[Data items]
* * *

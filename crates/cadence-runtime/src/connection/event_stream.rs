#![forbid(unsafe_code)]

use std::fmt;
use std::rc::Rc;

use cadence_core::{Observable, Scheduler};

use super::error::TransportError;
use super::link::{Link, LinkConfig, LinkKind};
use super::options::EventStreamOptions;
use super::status::ConnectionStatus;
use super::transport::{ConnectRequest, Connector};

/// A server-push, EventSource-like stream.
///
/// Never reports `Closing`: [`close`](Self::close) goes straight to `Closed`,
/// and opening again creates a fresh transport. An error reported while the
/// transport's own ready state is closed ends the stream (and may schedule a
/// reconnect). Dropping the stream closes it.
pub struct EventStream {
    link: Rc<Link>,
    events: Vec<String>,
}

impl fmt::Debug for EventStream {
    fn fmt(&self, f: &mut fmt::Formatter<'_>) -> fmt::Result {
        f.debug_struct("EventStream")
            .field("link", &self.link)
            .field("events", &self.events)
            .finish()
    }
}

impl EventStream {
    /// Create a stream from `url`. Connects right away unless
    /// [`EventStreamOptions::immediate`] is `false`.
    pub fn new(
        url: impl Into<String>,
        connector: impl Connector + 'static,
        scheduler: &Scheduler,
        options: EventStreamOptions,
    ) -> Self {
        let immediate = options.immediate;
        let events = options.events;
        let config = LinkConfig {
            kind: LinkKind::Push,
            request: ConnectRequest {
                url: url.into(),
                with_credentials: options.with_credentials,
                events: events.clone(),
                ..ConnectRequest::default()
            },
            reconnect: options.reconnect,
            heartbeat: None,
            callbacks: options.callbacks,
        };
        let link = Link::new(config, Box::new(connector), scheduler);
        if immediate {
            link.open();
        }
        Self { link, events }
    }

    /// (Re)connect with a fresh transport.
    pub fn open(&self) {
        self.link.open();
    }

    /// Close the stream immediately. No reconnect follows.
    pub fn close(&self) {
        self.link.close(None, None);
    }

    #[must_use]
    pub fn status(&self) -> &Observable<ConnectionStatus> {
        &self.link.status
    }

    /// Payload of the last event.
    #[must_use]
    pub fn data(&self) -> &Observable<Option<String>> {
        &self.link.data
    }

    /// Name of the last event; `"message"` for unnamed ones.
    #[must_use]
    pub fn event(&self) -> &Observable<Option<String>> {
        &self.link.event
    }

    /// Id of the last event that carried one.
    #[must_use]
    pub fn last_event_id(&self) -> &Observable<Option<String>> {
        &self.link.last_event_id
    }

    /// Last transport error; cleared when the stream opens.
    #[must_use]
    pub fn error(&self) -> &Observable<Option<TransportError>> {
        &self.link.error
    }

    /// Named events this stream listens for.
    #[must_use]
    pub fn events(&self) -> &[String] {
        &self.events
    }

    #[must_use]
    pub fn url(&self) -> &str {
        self.link.url()
    }

    #[must_use]
    pub fn retry_count(&self) -> u32 {
        self.link.retry_count()
    }

    #[must_use]
    pub fn connect_attempts(&self) -> u64 {
        self.link.connect_attempts()
    }

    #[must_use]
    pub fn is_transport_live(&self) -> bool {
        self.link.is_transport_live()
    }
}

impl Drop for EventStream {
    fn drop(&mut self) {
        self.link.close(None, None);
    }
}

* * *

Copy the records above. Leave out nothing.

filename crates/cadence-runtime/src/connection/event_stream.rs
#![forbid(unsafe_code)]

use std::fmt;
use std::rc::Rc;

use cadence_core::{Observable, Scheduler};

use super::error::TransportError;
use super::link::{Link, LinkConfig, LinkKind};
use super::options::EventStreamOptions;
use super::status::ConnectionStatus;
use super::transport::{ConnectRequest, Connector};

/// A server-push, EventSource-like stream.
///
/// Never reports `Closing`: [`close`](Self::close) goes straight to `Closed`,
/// and opening again creates a fresh transport. An error reported while the
/// transport's own ready state is closed ends the stream (and may schedule a
/// reconnect). Dropping the stream closes it.
pub struct EventStream {
    link: Rc<Link>,
    events: Vec<String>,
}

impl fmt::Debug for EventStream {
    fn fmt(&self, f: &mut fmt::Formatter<'_>) -> fmt::Result {
        f.debug_struct("EventStream")
            .field("link", &self.link)
            .field("events", &self.events)
            .finish()
    }
}

impl EventStream {
    /// Create a stream from `url`. Connects right away unless
    /// [`EventStreamOptions::immediate`] is `false`.
    pub fn new(
        url: impl Into<String>,
        connector: impl Connector + 'static,
        scheduler: &Scheduler,
        options: EventStreamOptions,
    ) -> Self {
        let immediate = options.immediate;
        let events = options.events;
        let config = LinkConfig {
            kind: LinkKind::Push,
            request: ConnectRequest {
                url: url.into(),
                with_credentials: options.with_credentials,
                events: events.clone(),
                ..ConnectRequest::default()
            },
            reconnect: options.reconnect,
            heartbeat: None,
            callbacks: options.callbacks,
        };
        let link = Link::new(config, Box::new(connector), scheduler);
        if immediate {
            link.open();
        }
        Self { link, events }
    }

    /// (Re)connect with a fresh transport.
    pub fn open(&self) {
        self.link.open();
    }

    /// Close the stream immediately. No reconnect follows.
    pub fn close(&self) {
        self.link.close(None, None);
    }

    #[must_use]
    pub fn status(&self) -> &Observable<ConnectionStatus> {
        &self.link.status
    }

    /// Payload of the last event.
    #[must_use]
    pub fn data(&self) -> &Observable<Option<String>> {
        &self.link.data
    }

    /// Name of the last event; `"message"` for unnamed ones.
    #[must_use]
    pub fn event(&self) -> &Observable<Option<String>> {
        &self.link.event
    }

    /// Id of the last event that carried one.
    #[must_use]
    pub fn last_event_id(&self) -> &Observable<Option<String>> {
        &self.link.last_event_id
    }

    /// Last transport error; cleared when the stream opens.
    #[must_use]
    pub fn error(&self) -> &Observable<Option<TransportError>> {
        &self.link.error
    }

    /// Named events this stream listens for.
    #[must_use]
    pub fn events(&self) -> &[String] {
        &self.events
    }

    #[must_use]
    pub fn url(&self) -> &str {
        self.link.url()
    }

    #[must_use]
    pub fn retry_count(&self) -> u32 {
        self.link.retry_count()
    }

    #[must_use]
    pub fn connect_attempts(&self) -> u64 {
        self.link.connect_attempts()
    }

    #[must_use]
    pub fn is_transport_live(&self) -> bool {
        self.link.is_transport_live()
    }
}

impl Drop for EventStream {
    fn drop(&mut self) {
        self.link.close(None, None);
    }
}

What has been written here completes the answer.